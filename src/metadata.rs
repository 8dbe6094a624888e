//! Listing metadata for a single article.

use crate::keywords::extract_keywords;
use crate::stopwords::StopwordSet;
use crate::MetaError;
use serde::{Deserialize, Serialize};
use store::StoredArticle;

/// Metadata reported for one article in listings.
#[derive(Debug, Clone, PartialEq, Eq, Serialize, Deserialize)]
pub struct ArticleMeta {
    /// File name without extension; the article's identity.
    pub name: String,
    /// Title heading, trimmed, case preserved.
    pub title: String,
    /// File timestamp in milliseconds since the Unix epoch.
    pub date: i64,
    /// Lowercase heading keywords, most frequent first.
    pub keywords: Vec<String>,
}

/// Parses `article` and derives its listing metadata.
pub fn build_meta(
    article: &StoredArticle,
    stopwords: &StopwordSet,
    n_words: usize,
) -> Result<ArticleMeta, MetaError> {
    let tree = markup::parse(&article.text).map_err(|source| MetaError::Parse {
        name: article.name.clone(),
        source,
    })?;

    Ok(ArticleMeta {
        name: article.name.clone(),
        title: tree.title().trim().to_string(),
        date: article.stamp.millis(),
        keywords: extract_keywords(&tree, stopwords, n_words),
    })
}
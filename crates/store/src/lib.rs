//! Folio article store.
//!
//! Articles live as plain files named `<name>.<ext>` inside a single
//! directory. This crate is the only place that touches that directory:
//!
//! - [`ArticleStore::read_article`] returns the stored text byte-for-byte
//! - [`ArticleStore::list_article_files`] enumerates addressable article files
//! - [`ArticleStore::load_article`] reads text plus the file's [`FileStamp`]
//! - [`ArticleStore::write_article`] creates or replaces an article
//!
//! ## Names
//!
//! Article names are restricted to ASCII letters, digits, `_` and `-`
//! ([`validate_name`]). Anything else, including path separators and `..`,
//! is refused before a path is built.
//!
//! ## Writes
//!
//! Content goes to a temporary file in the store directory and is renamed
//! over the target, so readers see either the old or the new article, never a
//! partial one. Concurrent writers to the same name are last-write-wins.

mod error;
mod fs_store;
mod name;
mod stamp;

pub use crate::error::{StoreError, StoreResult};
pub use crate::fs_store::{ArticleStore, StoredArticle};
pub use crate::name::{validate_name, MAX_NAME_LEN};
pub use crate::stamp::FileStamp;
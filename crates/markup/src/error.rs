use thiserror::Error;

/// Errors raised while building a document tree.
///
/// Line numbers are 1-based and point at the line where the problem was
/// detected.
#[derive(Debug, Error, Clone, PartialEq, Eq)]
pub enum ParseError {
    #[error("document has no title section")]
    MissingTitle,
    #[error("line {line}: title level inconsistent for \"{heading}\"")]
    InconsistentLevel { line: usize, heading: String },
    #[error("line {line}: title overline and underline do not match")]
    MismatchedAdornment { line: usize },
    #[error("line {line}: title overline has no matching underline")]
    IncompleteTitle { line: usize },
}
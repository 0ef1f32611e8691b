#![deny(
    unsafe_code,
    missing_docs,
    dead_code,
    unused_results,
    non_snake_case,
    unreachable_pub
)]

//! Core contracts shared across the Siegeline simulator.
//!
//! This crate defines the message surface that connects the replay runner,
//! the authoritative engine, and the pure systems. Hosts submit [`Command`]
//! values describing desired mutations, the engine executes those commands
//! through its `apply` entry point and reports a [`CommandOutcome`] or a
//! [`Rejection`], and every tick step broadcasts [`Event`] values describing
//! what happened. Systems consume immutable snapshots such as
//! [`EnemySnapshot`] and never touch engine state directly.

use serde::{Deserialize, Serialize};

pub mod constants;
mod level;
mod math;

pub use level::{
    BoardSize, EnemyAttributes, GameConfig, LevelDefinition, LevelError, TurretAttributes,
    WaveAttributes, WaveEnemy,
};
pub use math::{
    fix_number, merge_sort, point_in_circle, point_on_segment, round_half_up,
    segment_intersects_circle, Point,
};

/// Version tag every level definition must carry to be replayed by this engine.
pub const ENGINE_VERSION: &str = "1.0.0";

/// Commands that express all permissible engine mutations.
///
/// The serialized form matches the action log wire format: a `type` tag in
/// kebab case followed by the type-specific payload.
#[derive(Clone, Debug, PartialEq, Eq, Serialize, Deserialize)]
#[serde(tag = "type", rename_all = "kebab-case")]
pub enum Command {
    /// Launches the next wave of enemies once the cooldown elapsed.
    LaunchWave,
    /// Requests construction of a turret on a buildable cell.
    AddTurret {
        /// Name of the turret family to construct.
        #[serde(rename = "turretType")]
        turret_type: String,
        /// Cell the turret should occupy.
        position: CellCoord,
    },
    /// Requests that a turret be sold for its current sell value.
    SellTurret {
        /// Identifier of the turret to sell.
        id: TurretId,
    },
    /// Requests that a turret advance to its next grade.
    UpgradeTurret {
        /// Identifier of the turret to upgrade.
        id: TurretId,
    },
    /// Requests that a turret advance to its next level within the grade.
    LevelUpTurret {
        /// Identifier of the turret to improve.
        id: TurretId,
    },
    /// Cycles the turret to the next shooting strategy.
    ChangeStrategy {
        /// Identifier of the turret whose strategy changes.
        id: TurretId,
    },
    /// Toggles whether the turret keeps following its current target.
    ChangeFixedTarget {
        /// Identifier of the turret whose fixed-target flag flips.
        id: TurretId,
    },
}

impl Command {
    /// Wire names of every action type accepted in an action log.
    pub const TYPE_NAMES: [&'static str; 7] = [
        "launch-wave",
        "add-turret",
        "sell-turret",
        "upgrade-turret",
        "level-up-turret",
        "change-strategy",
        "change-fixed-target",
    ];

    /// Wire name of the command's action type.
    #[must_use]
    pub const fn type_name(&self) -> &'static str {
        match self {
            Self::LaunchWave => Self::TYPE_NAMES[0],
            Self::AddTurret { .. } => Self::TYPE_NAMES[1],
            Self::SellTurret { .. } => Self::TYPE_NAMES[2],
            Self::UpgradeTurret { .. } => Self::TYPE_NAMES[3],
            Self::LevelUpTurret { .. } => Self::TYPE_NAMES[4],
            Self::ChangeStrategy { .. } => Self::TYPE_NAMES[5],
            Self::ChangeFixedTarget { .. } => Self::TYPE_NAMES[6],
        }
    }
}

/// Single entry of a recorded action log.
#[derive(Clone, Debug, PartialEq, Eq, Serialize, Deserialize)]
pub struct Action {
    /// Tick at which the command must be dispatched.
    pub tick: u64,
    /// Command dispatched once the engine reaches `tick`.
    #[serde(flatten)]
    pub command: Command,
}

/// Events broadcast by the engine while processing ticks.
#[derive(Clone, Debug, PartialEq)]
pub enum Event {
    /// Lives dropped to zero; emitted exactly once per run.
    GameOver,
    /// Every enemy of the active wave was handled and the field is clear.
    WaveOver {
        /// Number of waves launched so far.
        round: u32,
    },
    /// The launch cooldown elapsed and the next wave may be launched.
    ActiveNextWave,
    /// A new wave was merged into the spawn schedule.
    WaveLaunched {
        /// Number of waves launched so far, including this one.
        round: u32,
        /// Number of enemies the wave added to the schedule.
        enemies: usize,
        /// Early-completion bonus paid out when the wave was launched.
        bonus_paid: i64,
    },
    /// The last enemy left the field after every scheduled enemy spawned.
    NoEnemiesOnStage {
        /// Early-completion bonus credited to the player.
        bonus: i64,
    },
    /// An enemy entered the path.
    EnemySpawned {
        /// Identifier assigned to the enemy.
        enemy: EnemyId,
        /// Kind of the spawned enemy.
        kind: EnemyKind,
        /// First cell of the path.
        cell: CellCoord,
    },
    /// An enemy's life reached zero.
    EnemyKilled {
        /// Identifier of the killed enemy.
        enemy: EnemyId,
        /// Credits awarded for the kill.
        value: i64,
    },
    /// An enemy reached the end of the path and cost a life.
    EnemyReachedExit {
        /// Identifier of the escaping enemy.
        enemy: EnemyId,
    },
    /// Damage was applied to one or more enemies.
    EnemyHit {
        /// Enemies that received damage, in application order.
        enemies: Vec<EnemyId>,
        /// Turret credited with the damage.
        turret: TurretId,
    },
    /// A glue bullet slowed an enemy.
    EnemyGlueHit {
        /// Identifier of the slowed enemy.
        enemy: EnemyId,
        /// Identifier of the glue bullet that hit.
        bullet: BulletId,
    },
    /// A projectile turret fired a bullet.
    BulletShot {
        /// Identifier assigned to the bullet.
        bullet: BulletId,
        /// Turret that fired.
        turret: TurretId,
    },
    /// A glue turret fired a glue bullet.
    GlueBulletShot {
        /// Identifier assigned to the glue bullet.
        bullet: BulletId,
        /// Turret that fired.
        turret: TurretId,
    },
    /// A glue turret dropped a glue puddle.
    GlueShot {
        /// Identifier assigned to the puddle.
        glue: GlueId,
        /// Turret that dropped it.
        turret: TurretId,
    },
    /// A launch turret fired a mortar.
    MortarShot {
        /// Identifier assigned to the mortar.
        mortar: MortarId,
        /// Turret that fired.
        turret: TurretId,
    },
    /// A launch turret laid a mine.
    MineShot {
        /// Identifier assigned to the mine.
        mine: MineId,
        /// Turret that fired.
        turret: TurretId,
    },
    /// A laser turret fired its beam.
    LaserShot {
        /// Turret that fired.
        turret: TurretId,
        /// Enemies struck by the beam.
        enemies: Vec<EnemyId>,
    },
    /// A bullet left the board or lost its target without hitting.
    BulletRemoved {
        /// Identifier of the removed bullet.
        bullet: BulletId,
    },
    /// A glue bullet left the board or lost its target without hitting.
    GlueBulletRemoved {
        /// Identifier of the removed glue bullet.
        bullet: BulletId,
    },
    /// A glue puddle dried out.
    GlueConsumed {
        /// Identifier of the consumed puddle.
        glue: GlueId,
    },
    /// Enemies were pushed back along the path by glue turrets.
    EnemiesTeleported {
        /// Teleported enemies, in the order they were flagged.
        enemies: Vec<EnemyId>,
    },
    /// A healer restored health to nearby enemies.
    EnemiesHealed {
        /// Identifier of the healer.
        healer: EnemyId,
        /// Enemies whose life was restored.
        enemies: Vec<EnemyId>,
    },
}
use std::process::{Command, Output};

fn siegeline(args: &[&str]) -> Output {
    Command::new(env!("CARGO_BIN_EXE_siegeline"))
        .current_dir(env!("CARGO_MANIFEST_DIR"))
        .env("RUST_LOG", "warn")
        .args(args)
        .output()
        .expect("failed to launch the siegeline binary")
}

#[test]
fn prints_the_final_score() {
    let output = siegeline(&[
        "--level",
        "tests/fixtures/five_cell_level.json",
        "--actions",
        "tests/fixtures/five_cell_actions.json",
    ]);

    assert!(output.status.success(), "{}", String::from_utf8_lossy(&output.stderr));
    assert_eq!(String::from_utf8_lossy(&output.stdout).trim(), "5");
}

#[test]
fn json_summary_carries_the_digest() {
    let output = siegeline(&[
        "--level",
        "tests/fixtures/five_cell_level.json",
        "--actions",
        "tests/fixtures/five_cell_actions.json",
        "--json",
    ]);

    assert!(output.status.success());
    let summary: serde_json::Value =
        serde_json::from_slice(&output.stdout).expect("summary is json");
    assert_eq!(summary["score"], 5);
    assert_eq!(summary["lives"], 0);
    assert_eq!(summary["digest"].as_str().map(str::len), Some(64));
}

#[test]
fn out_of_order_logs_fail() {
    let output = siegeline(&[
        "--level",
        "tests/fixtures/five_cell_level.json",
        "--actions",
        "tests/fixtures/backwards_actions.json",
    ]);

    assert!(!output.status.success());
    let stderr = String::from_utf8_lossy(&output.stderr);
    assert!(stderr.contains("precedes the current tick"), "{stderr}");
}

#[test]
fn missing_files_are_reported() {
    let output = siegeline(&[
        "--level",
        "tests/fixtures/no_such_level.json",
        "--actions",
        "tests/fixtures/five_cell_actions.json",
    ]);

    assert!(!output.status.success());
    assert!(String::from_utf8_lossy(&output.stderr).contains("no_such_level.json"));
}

WHAT YOU SHOULD DO: Transcribe only, please, the lines from the first line of the records through the line with "article, never a". Both of those lines are included.

RESULT OF THIS EXERCISE:
filename src/metadata.rs
repository 8dbe6094a624888e
//! Listing metadata for a single article.

use crate::keywords::extract_keywords;
use crate::stopwords::StopwordSet;
use crate::MetaError;
use serde::{Deserialize, Serialize};
use store::StoredArticle;

/// Metadata reported for one article in listings.
#[derive(Debug, Clone, PartialEq, Eq, Serialize, Deserialize)]
pub struct ArticleMeta {
    /// File name without extension; the article's identity.
    pub name: String,
    /// Title heading, trimmed, case preserved.
    pub title: String,
    /// File timestamp in milliseconds since the Unix epoch.
    pub date: i64,
    /// Lowercase heading keywords, most frequent first.
    pub keywords: Vec<String>,
}

/// Parses `article` and derives its listing metadata.
pub fn build_meta(
    article: &StoredArticle,
    stopwords: &StopwordSet,
    n_words: usize,
) -> Result<ArticleMeta, MetaError> {
    let tree = markup::parse(&article.text).map_err(|source| MetaError::Parse {
        name: article.name.clone(),
        source,
    })?;

    Ok(ArticleMeta {
        name: article.name.clone(),
        title: tree.title().trim().to_string(),
        date: article.stamp.millis(),
        keywords: extract_keywords(&tree, stopwords, n_words),
    })
}
filename crates/store/src/lib.rs
//! Folio article store.
//!
//! Articles live as plain files named `<name>.<ext>` inside a single
//! directory. This crate is the only place that touches that directory:
//!
//! - [`ArticleStore::read_article`] returns the stored text byte-for-byte
//! - [`ArticleStore::list_article_files`] enumerates addressable article files
//! - [`ArticleStore::load_article`] reads text plus the file's [`FileStamp`]
//! - [`ArticleStore::write_article`] creates or replaces an article
//!
//! ## Names
//!
//! Article names are restricted to ASCII letters, digits, `_` and `-`
//! ([`validate_name`]). Anything else, including path separators and `..`,
//! is refused before a path is built.
//!
//! ## Writes
//!
//! Content goes to a temporary file in the store directory and is renamed
//! over the target, so readers see either the old or the new article, never a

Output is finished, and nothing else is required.